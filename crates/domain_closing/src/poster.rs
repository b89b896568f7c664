//! Ledger poster
//!
//! Once every unit of a run is `Completed`, the poster merges the per-date
//! P&L results into the run summary and posts the closing entries as one
//! atomic batch. A conditional `Running -> Posting` transition makes sure only
//! one caller posts, no matter how many observe the finished run.

use rust_decimal::Decimal;
use serde::{Deserialize, Serialize};
use std::sync::Arc;
use std::time::Duration;
use tracing::{error, info, instrument, warn};

use core_kernel::{CurrencyCode, PostingBatchId, Precision, RunId};

use crate::account::ReportType;
use crate::balance::DimensionBalances;
use crate::dimension::DimensionSet;
use crate::error::ClosingError;
use crate::gl_entry::GlEntry;
use crate::ports::{ClosingStore, LedgerPort, UnitCounts};
use crate::run::{PeriodClosingVoucher, ProcessingUnit, RunStatus};

/// Attempts at the final `Posting -> Completed` write
const COMPLETION_ATTEMPTS: u32 = 3;
const COMPLETION_RETRY_DELAY: Duration = Duration::from_millis(50);

/// What a successful posting produced
#[derive(Debug, Clone, PartialEq, Eq, Serialize, Deserialize)]
pub struct PostingSummary {
    pub run_id: RunId,
    /// Ledger batch, absent when there was nothing to post
    pub batch: Option<PostingBatchId>,
    pub reversing_entries: usize,
    pub closing_entries: usize,
    /// Net P&L balance moved to the closing account, in company currency
    pub net_balance: Decimal,
}

/// Result of asking the poster to run
#[derive(Debug, Clone, PartialEq, Eq)]
pub enum PostOutcome {
    Posted(PostingSummary),
    /// Some units are not `Completed` yet
    NotReady(UnitCounts),
    /// The run was not `Running`, so another caller holds or finished it
    Skipped(RunStatus),
}

/// Merges partial results and posts closing entries
#[derive(Clone)]
pub struct LedgerPoster {
    store: Arc<dyn ClosingStore>,
    ledger: Arc<dyn LedgerPort>,
    dimensions: DimensionSet,
    precision: Precision,
}

impl LedgerPoster {
    pub fn new(
        store: Arc<dyn ClosingStore>,
        ledger: Arc<dyn LedgerPort>,
        dimensions: DimensionSet,
        precision: Precision,
    ) -> Self {
        Self {
            store,
            ledger,
            dimensions,
            precision,
        }
    }

    /// Posts the run's closing entries if every unit is done
    ///
    /// On failure nothing is posted, the run goes back to `Running` and the
    /// call can be repeated; the merge is recomputed from the units each time.
    #[instrument(skip(self))]
    pub async fn summarize_and_post(&self, run_id: RunId) -> Result<PostOutcome, ClosingError> {
        let counts = self.store.unit_counts(run_id).await?;
        if counts.queued > 0 || counts.running > 0 || !counts.all_completed() {
            return Ok(PostOutcome::NotReady(counts));
        }

        let claimed = self
            .store
            .transition_run(run_id, &[RunStatus::Running], RunStatus::Posting)
            .await?;
        if !claimed {
            let run = self
                .store
                .get_run(run_id)
                .await
                .map_err(|e| ClosingError::run_lookup(run_id, e))?;
            info!(status = %run.status, "Run not running, posting skipped");
            return Ok(PostOutcome::Skipped(run.status));
        }

        match self.post(run_id).await {
            Ok(summary) => {
                self.mark_completed(run_id, &summary).await?;
                info!(
                    reversing_entries = summary.reversing_entries,
                    closing_entries = summary.closing_entries,
                    "Closing entries posted, run completed"
                );
                Ok(PostOutcome::Posted(summary))
            }
            Err(err) => {
                error!(error = %err, "Posting failed, returning run to Running");
                if let Err(revert) = self
                    .store
                    .transition_run(run_id, &[RunStatus::Posting], RunStatus::Running)
                    .await
                {
                    warn!(error = %revert, "Could not return run to Running");
                }
                Err(err)
            }
        }
    }

    /// Moves a posted run to `Completed`
    ///
    /// The ledger batch is already committed; the run must not go back to
    /// `Running`. The write is retried instead.
    async fn mark_completed(&self, run_id: RunId, summary: &PostingSummary) -> Result<(), ClosingError> {
        let mut attempt = 1;
        loop {
            match self
                .store
                .transition_run(run_id, &[RunStatus::Posting], RunStatus::Completed)
                .await
            {
                Ok(_) => return Ok(()),
                Err(err) if attempt < COMPLETION_ATTEMPTS => {
                    warn!(attempt, error = %err, "Could not mark run completed, retrying");
                    tokio::time::sleep(COMPLETION_RETRY_DELAY * attempt).await;
                    attempt += 1;
                }
                Err(err) => {
                    error!(
                        batch = ?summary.batch,
                        error = %err,
                        "Closing entries posted but run left in Posting"
                    );
                    return Err(err.into());
                }
            }
        }
    }

    async fn post(&self, run_id: RunId) -> Result<PostingSummary, ClosingError> {
        let run = self
            .store
            .get_run(run_id)
            .await
            .map_err(|e| ClosingError::run_lookup(run_id, e))?;
        let voucher = self
            .store
            .get_voucher(run.voucher_id)
            .await
            .map_err(|e| ClosingError::voucher_lookup(run.voucher_id, e))?;

        let units = self.store.list_units(run_id).await?;
        let summary = summarize(&units)?;
        summary.validate(&self.dimensions)?;
        self.store.store_summary(run_id, &summary).await?;

        let closing_currency = self.ledger.account_currency(&voucher.closing_account_head).await?;
        let entries = build_entries(&voucher, &summary, closing_currency, &self.dimensions, self.precision);

        let reversing_entries = entries
            .iter()
            .filter(|e| e.account != voucher.closing_account_head)
            .count();
        let closing_entries = summary.len();
        let net_balance: Decimal = entries
            .iter()
            .filter(|e| e.account == voucher.closing_account_head)
            .map(GlEntry::net)
            .sum();

        let batch = if entries.is_empty() {
            None
        } else {
            let batch = self
                .ledger
                .post_entries(entries)
                .await
                .map_err(|source| ClosingError::PostingFailed { run_id, source })?;
            Some(batch)
        };

        Ok(PostingSummary {
            run_id,
            batch,
            reversing_entries,
            closing_entries,
            net_balance,
        })
    }
}

/// Merges the partial results of every P&L unit, summing across dates
pub fn summarize(units: &[ProcessingUnit]) -> Result<DimensionBalances, ClosingError> {
    let mut summary = DimensionBalances::new();
    for unit in units.iter().filter(|u| u.report_type == ReportType::ProfitAndLoss) {
        let partial = unit
            .closing_balance
            .as_ref()
            .ok_or_else(|| ClosingError::MissingClosingBalance(unit.key().to_string()))?;
        summary.merge(partial);
    }
    Ok(summary)
}

/// Builds the reversing entries followed by one closing-account entry per key
///
/// Accounts whose net balance rounds to zero get no reversing entry. The
/// closing-account entry is emitted for every key, even when its net is zero,
/// and carries the negated sum of that key's rounded reversals.
pub fn build_entries(
    voucher: &PeriodClosingVoucher,
    summary: &DimensionBalances,
    closing_currency: Option<CurrencyCode>,
    dimensions: &DimensionSet,
    precision: Precision,
) -> Vec<GlEntry> {
    let mut reversing = Vec::new();
    let mut closing = Vec::with_capacity(summary.len());

    for (key, accounts) in summary.iter() {
        let values = dimensions.values_of(key);
        let mut reversed = Decimal::ZERO;
        for (account, balance) in accounts {
            if precision.is_zero(balance.balance_in_company_currency()) {
                continue;
            }
            let entry = GlEntry::pl_reversal(voucher, account, balance, values.clone(), precision);
            reversed += entry.net();
            reversing.push(entry);
        }

        // Mirrors the rounded reversals, not the raw totals
        closing.push(GlEntry::closing_account(
            voucher,
            -reversed,
            closing_currency.clone(),
            values,
            precision,
        ));
    }

    reversing.extend(closing);
    reversing
}

#[cfg(test)]
mod tests {
    use super::*;
    use crate::balance::AccountBalance;
    use crate::dimension::DimensionKey;
    use chrono::NaiveDate;
    use core_kernel::{ClosingPeriod, VoucherId};
    use rust_decimal_macros::dec;

    fn voucher() -> PeriodClosingVoucher {
        PeriodClosingVoucher {
            id: VoucherId::new(),
            company: "Acme".to_string(),
            period: ClosingPeriod::new(
                NaiveDate::from_ymd_opt(2024, 1, 1).unwrap(),
                NaiveDate::from_ymd_opt(2024, 1, 3).unwrap(),
            )
            .unwrap(),
            fiscal_year: None,
            closing_account_head: "Retained Earnings".to_string(),
            remarks: None,
            is_first_closing: false,
        }
    }

    fn key(cost_center: &str) -> DimensionKey {
        DimensionKey::new(vec![Some(cost_center.to_string()), None, None])
    }

    fn balance(debit: Decimal, credit: Decimal) -> AccountBalance {
        AccountBalance {
            debit,
            credit,
            debit_in_account_currency: debit,
            credit_in_account_currency: credit,
            account_currency: None,
        }
    }

    #[test]
    fn test_zero_net_account_gets_no_reversal_but_key_gets_closing_entry() {
        let mut summary = DimensionBalances::new();
        summary.add(key("Main"), "Sales", &balance(dec!(100), dec!(100)));

        let entries = build_entries(&voucher(), &summary, None, &DimensionSet::standard(), Precision::default());

        assert_eq!(entries.len(), 1);
        assert_eq!(entries[0].account, "Retained Earnings");
        assert_eq!(entries[0].debit, dec!(0));
        assert_eq!(entries[0].credit, dec!(0));
    }

    #[test]
    fn test_entries_balance_per_key() {
        let mut summary = DimensionBalances::new();
        summary.add(key("Main"), "Sales", &balance(dec!(0), dec!(500)));
        summary.add(key("Main"), "Rent", &balance(dec!(120), dec!(0)));
        summary.add(key("Branch"), "Sales", &balance(dec!(0), dec!(50)));

        let entries = build_entries(&voucher(), &summary, None, &DimensionSet::standard(), Precision::default());

        assert_eq!(entries.len(), 5);
        let net: Decimal = entries.iter().map(GlEntry::net).sum();
        assert_eq!(net, dec!(0));

        let main_closing = entries
            .iter()
            .find(|e| e.account == "Retained Earnings" && e.dimensions.get("cost_center").map(String::as_str) == Some("Main"))
            .unwrap();
        assert_eq!(main_closing.credit, dec!(380));
    }

    #[test]
    fn test_sub_cent_balances_keep_batch_balanced() {
        let mut summary = DimensionBalances::new();
        summary.add(key("Main"), "Sales", &balance(dec!(0), dec!(0.004)));
        summary.add(key("Main"), "Services", &balance(dec!(0), dec!(0.004)));
        summary.add(key("Main"), "Interest", &balance(dec!(0), dec!(0.004)));

        let entries = build_entries(&voucher(), &summary, None, &DimensionSet::standard(), Precision::default());

        assert_eq!(entries.len(), 1);
        assert_eq!(entries[0].account, "Retained Earnings");
        assert_eq!(entries[0].debit, dec!(0));
        assert_eq!(entries[0].credit, dec!(0));
    }

    #[test]
    fn test_closing_entry_offsets_rounded_reversals() {
        let mut summary = DimensionBalances::new();
        summary.add(key("Main"), "Sales", &balance(dec!(0), dec!(10.005)));
        summary.add(key("Main"), "Services", &balance(dec!(0), dec!(10.005)));
        summary.add(key("Main"), "Rent", &balance(dec!(3.333), dec!(0)));

        let entries = build_entries(&voucher(), &summary, None, &DimensionSet::standard(), Precision::default());

        assert_eq!(entries.len(), 4);
        let net: Decimal = entries.iter().map(GlEntry::net).sum();
        assert_eq!(net, dec!(0));
        for entry in &entries {
            assert_eq!(entry.debit, entry.debit.round_dp(2));
            assert_eq!(entry.credit, entry.credit.round_dp(2));
        }
    }

    #[test]
    fn test_summarize_ignores_balance_sheet_units() {
        let run_id = RunId::new();
        let date = NaiveDate::from_ymd_opt(2024, 1, 1).unwrap();

        let mut partial = DimensionBalances::new();
        partial.add(key("Main"), "Sales", &balance(dec!(0), dec!(10)));

        let mut pl = ProcessingUnit::queued(run_id, date, ReportType::ProfitAndLoss);
        pl.closing_balance = Some(partial.clone());
        let mut bs = ProcessingUnit::queued(run_id, date, ReportType::BalanceSheet);
        bs.closing_balance = Some(partial);
        let missing = ProcessingUnit::queued(run_id, date, ReportType::BalanceSheet);

        let summary = summarize(&[pl.clone(), bs, missing]).unwrap();
        assert_eq!(summary.totals(&key("Main")).balance_in_company_currency, dec!(-10));

        let mut no_result = pl;
        no_result.closing_balance = None;
        assert!(matches!(
            summarize(&[no_result]),
            Err(ClosingError::MissingClosingBalance(_))
        ));
    }
}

----

# ASSIGNMENT
Extract all lines from the material above that include the word "RunStatus".

# EXERCISE SOLUTION
use crate::run::{PeriodClosingVoucher, ProcessingUnit, RunStatus};
    Skipped(RunStatus),
            .transition_run(run_id, &[RunStatus::Running], RunStatus::Posting)
                    .transition_run(run_id, &[RunStatus::Posting], RunStatus::Running)
                .transition_run(run_id, &[RunStatus::Posting], RunStatus::Completed)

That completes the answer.